=== TASK STATEMENT ===
Look through the material below and return every line that contains "failure".

=== THE RECORDS ===
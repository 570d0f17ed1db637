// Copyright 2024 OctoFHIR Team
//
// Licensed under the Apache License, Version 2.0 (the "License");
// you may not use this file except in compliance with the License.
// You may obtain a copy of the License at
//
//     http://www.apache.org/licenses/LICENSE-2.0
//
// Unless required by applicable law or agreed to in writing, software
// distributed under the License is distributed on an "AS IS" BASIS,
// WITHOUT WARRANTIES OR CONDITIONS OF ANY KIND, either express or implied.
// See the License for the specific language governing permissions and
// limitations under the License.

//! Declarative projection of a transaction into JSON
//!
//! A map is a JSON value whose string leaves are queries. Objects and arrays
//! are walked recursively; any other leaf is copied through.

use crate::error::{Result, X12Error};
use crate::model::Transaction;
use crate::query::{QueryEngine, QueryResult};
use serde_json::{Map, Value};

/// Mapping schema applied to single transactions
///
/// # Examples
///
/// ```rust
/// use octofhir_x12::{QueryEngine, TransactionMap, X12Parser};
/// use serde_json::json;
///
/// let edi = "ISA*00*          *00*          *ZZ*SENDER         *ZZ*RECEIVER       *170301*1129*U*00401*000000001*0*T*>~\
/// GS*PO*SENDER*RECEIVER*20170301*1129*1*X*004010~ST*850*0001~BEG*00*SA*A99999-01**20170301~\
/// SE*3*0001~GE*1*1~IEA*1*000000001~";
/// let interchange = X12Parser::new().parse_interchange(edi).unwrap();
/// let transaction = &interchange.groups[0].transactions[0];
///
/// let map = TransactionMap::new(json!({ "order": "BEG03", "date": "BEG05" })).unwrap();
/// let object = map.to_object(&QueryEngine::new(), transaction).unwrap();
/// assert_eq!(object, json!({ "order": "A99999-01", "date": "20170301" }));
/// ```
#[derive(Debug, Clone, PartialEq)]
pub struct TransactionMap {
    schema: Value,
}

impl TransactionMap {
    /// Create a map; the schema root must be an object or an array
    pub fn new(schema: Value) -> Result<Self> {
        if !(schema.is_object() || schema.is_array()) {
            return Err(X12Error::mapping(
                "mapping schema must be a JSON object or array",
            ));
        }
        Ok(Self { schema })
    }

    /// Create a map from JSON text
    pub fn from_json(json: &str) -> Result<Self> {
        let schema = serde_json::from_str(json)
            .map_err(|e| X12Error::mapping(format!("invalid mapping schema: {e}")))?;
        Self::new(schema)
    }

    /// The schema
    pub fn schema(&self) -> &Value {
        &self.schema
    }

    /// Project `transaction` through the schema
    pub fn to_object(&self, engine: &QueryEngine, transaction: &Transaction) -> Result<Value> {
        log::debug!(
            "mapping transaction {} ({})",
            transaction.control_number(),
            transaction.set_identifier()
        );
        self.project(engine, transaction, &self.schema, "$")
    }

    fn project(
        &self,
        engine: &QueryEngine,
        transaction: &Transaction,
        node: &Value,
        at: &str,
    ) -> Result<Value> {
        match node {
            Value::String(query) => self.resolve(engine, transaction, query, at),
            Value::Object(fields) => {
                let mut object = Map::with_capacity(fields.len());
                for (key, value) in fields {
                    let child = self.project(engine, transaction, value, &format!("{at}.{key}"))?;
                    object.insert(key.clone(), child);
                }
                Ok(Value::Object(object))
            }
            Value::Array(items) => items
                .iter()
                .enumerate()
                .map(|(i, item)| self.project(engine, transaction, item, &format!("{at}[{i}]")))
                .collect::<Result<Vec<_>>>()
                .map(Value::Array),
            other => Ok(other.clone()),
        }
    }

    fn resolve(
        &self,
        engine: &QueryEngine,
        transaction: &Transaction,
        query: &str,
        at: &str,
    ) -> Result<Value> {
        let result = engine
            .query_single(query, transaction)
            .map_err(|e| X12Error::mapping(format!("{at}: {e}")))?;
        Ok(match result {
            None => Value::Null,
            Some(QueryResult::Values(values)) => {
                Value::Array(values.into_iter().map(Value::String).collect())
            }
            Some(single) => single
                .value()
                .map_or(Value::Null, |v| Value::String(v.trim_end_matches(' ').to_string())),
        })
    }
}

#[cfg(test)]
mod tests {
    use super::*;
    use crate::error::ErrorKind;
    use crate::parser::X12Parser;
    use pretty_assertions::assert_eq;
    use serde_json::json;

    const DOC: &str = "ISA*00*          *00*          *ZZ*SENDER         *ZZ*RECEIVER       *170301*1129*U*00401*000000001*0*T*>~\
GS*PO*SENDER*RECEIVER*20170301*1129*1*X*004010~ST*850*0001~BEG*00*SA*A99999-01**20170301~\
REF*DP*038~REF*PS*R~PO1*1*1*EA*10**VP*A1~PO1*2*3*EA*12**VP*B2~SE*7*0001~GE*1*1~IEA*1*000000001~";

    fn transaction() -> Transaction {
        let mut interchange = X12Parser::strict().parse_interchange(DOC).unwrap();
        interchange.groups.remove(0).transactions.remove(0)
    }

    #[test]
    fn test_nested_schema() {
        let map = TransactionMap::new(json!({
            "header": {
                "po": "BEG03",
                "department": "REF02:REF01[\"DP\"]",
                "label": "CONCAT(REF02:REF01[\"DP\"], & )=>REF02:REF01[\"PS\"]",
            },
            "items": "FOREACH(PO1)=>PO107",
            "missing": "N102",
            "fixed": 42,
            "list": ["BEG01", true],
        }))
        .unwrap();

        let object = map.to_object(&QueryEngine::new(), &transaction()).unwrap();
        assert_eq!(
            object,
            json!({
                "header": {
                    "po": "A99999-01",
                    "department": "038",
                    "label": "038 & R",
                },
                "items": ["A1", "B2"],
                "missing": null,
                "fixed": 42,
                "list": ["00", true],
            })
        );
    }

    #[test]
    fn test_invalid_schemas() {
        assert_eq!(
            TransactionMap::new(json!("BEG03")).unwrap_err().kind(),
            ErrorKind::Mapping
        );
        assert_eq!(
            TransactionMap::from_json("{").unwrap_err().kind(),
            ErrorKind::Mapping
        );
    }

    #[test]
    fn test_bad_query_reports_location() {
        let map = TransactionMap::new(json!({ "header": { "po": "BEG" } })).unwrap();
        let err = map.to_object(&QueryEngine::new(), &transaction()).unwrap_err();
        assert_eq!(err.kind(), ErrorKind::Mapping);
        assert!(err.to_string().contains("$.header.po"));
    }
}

* * *

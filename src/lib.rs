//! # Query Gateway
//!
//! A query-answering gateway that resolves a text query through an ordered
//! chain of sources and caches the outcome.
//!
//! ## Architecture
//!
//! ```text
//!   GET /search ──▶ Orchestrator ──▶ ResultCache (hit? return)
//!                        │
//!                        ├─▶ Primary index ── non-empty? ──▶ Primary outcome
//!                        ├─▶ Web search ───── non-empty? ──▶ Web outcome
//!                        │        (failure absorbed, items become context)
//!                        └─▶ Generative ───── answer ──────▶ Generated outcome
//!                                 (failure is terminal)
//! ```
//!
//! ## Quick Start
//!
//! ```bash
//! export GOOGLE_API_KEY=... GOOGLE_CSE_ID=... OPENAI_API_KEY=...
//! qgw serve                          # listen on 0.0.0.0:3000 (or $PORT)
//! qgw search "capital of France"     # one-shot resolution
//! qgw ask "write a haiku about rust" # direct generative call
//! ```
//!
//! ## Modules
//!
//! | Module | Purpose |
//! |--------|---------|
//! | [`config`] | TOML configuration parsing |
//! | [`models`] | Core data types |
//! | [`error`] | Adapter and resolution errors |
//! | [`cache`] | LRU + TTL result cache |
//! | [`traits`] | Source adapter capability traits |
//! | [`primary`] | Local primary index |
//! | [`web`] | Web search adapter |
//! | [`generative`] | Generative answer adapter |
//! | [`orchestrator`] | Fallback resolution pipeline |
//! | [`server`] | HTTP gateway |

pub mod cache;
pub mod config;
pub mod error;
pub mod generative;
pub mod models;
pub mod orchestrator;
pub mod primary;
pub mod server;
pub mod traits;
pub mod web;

=== EXERCISE RESULT ===
//!                        │        (failure absorbed, items become context)
//!                                 (failure is terminal)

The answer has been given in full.